Required action. Below is a block of records; please copy all of them exactly.

Supplied records.
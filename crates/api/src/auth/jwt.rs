//! JWT access-token generation and validation.
//!
//! Access tokens are HS256-signed JWTs containing a [`Claims`] payload.

use aiforge_core::types::DbId;
use jsonwebtoken::{decode, encode, DecodingKey, EncodingKey, Header, Validation};
use serde::{Deserialize, Serialize};
use uuid::Uuid;

/// JWT claims embedded in every access token.
#[derive(Debug, Serialize, Deserialize, Clone)]
pub struct Claims {
    /// Subject -- the user's internal database id.
    pub sub: DbId,
    /// The user's role name (e.g. `"user"`, `"admin"`).
    pub role: String,
    /// Expiration time (UTC Unix timestamp).
    pub exp: i64,
    /// Issued-at time (UTC Unix timestamp).
    pub iat: i64,
    /// Unique token identifier (UUID v4) for revocation / audit.
    pub jti: String,
}

/// Configuration for JWT token generation and validation.
#[derive(Debug, Clone)]
pub struct JwtConfig {
    /// HMAC-SHA256 secret used to sign and verify tokens.
    pub secret: String,
    /// Access token lifetime in minutes (default: 60).
    pub access_token_expiry_mins: i64,
}

/// Default access token expiry in minutes.
const DEFAULT_ACCESS_EXPIRY_MINS: i64 = 60;

impl JwtConfig {
    /// Load JWT configuration from environment variables.
    ///
    /// | Env Var                    | Required | Default |
    /// |----------------------------|----------|---------|
    /// | `JWT_SECRET`               | **yes**  | --      |
    /// | `JWT_ACCESS_EXPIRY_MINS`   | no       | `60`    |
    ///
    /// # Panics
    ///
    /// Panics if `JWT_SECRET` is not set or is empty.
    pub fn from_env() -> Self {
        let secret =
            std::env::var("JWT_SECRET").expect("JWT_SECRET must be set in the environment");
        assert!(!secret.is_empty(), "JWT_SECRET must not be empty");

        let access_token_expiry_mins: i64 = std::env::var("JWT_ACCESS_EXPIRY_MINS")
            .unwrap_or_else(|_| DEFAULT_ACCESS_EXPIRY_MINS.to_string())
            .parse()
            .expect("JWT_ACCESS_EXPIRY_MINS must be a valid i64");

        Self {
            secret,
            access_token_expiry_mins,
        }
    }
}

/// Generate an HS256 access token for the given user.
///
/// The token contains the user id, role, issue time, expiration, and a unique
/// `jti` claim.
pub fn generate_access_token(
    user_id: DbId,
    role: &str,
    config: &JwtConfig,
) -> Result<String, jsonwebtoken::errors::Error> {
    let now = chrono::Utc::now().timestamp();
    let exp = now + config.access_token_expiry_mins * 60;

    let claims = Claims {
        sub: user_id,
        role: role.to_string(),
        exp,
        iat: now,
        jti: Uuid::new_v4().to_string(),
    };

    encode(
        &Header::default(), // HS256
        &claims,
        &EncodingKey::from_secret(config.secret.as_bytes()),
    )
}

/// Validate and decode an access token, returning the embedded [`Claims`].
///
/// Validates the signature, expiration, and issued-at claims automatically.
pub fn validate_token(
    token: &str,
    config: &JwtConfig,
) -> Result<Claims, jsonwebtoken::errors::Error> {
    let token_data = decode::<Claims>(
        token,
        &DecodingKey::from_secret(config.secret.as_bytes()),
        &Validation::default(), // HS256, validates exp
    )?;
    Ok(token_data.claims)
}
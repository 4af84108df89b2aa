//! AIForge marketplace API server library.
//!
//! Exposes the building blocks (config, state, error handling, routes) so
//! integration tests and the binary entrypoint can both access them.

pub mod auth;
pub mod config;
pub mod error;
pub mod handlers;
pub mod middleware;
pub mod query;
pub mod response;
pub mod router;
pub mod routes;
pub mod state;
//! Route definitions for the `/auth` resource.

use axum::routing::post;
use axum::Router;

use crate::handlers::auth;
use crate::state::AppState;

/// Routes mounted at `/auth`.
///
/// ```text
/// POST /register -> register
/// POST /login    -> login
/// ```
pub fn router() -> Router<AppState> {
    Router::new()
        .route("/register", post(auth::register))
        .route("/login", post(auth::login))
}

Response to the exercise.
filename crates/api/src/auth/jwt.rs
//! JWT access-token generation and validation.
//!
//! Access tokens are HS256-signed JWTs containing a [`Claims`] payload.

use aiforge_core::types::DbId;
use jsonwebtoken::{decode, encode, DecodingKey, EncodingKey, Header, Validation};
use serde::{Deserialize, Serialize};
use uuid::Uuid;

/// JWT claims embedded in every access token.
#[derive(Debug, Serialize, Deserialize, Clone)]
pub struct Claims {
    /// Subject -- the user's internal database id.
    pub sub: DbId,
    /// The user's role name (e.g. `"user"`, `"admin"`).
    pub role: String,
    /// Expiration time (UTC Unix timestamp).
    pub exp: i64,
    /// Issued-at time (UTC Unix timestamp).
    pub iat: i64,
    /// Unique token identifier (UUID v4) for revocation / audit.
    pub jti: String,
}

/// Configuration for JWT token generation and validation.
#[derive(Debug, Clone)]
pub struct JwtConfig {
    /// HMAC-SHA256 secret used to sign and verify tokens.
    pub secret: String,
    /// Access token lifetime in minutes (default: 60).
    pub access_token_expiry_mins: i64,
}

/// Default access token expiry in minutes.
const DEFAULT_ACCESS_EXPIRY_MINS: i64 = 60;

impl JwtConfig {
    /// Load JWT configuration from environment variables.
    ///
    /// | Env Var                    | Required | Default |
    /// |----------------------------|----------|---------|
    /// | `JWT_SECRET`               | **yes**  | --      |
    /// | `JWT_ACCESS_EXPIRY_MINS`   | no       | `60`    |
    ///
    /// # Panics
    ///
    /// Panics if `JWT_SECRET` is not set or is empty.
    pub fn from_env() -> Self {
        let secret =
            std::env::var("JWT_SECRET").expect("JWT_SECRET must be set in the environment");
        assert!(!secret.is_empty(), "JWT_SECRET must not be empty");

        let access_token_expiry_mins: i64 = std::env::var("JWT_ACCESS_EXPIRY_MINS")
            .unwrap_or_else(|_| DEFAULT_ACCESS_EXPIRY_MINS.to_string())
            .parse()
            .expect("JWT_ACCESS_EXPIRY_MINS must be a valid i64");

        Self {
            secret,
            access_token_expiry_mins,
        }
    }
}

/// Generate an HS256 access token for the given user.
///
/// The token contains the user id, role, issue time, expiration, and a unique
/// `jti` claim.
pub fn generate_access_token(
    user_id: DbId,
    role: &str,
    config: &JwtConfig,
) -> Result<String, jsonwebtoken::errors::Error> {
    let now = chrono::Utc::now().timestamp();
    let exp = now + config.access_token_expiry_mins * 60;

    let claims = Claims {
        sub: user_id,
        role: role.to_string(),
        exp,
        iat: now,
        jti: Uuid::new_v4().to_string(),
    };

    encode(
        &Header::default(), // HS256
        &claims,
        &EncodingKey::from_secret(config.secret.as_bytes()),
    )
}

/// Validate and decode an access token, returning the embedded [`Claims`].
///
/// Validates the signature, expiration, and issued-at claims automatically.
pub fn validate_token(
    token: &str,
    config: &JwtConfig,
) -> Result<Claims, jsonwebtoken::errors::Error> {
    let token_data = decode::<Claims>(
        token,
        &DecodingKey::from_secret(config.secret.as_bytes()),
        &Validation::default(), // HS256, validates exp
    )?;
    Ok(token_data.claims)
}
repository 4af84108df89b2aa
//! AIForge marketplace API server library.
//!
//! Exposes the building blocks (config, state, error handling, routes) so
//! integration tests and the binary entrypoint can both access them.

pub mod auth;
pub mod config;
pub mod error;
pub mod handlers;
pub mod middleware;
pub mod query;
pub mod response;
pub mod router;
pub mod routes;
pub mod state;
//! Route definitions for the `/auth` resource.

use axum::routing::post;
use axum::Router;

use crate::handlers::auth;
use crate::state::AppState;

/// Routes mounted at `/auth`.
///
/// ```text
/// POST /register -> register
/// POST /login    -> login
/// ```
pub fn router() -> Router<AppState> {
    Router::new()
        .route("/register", post(auth::register))
        .route("/login", post(auth::login))
}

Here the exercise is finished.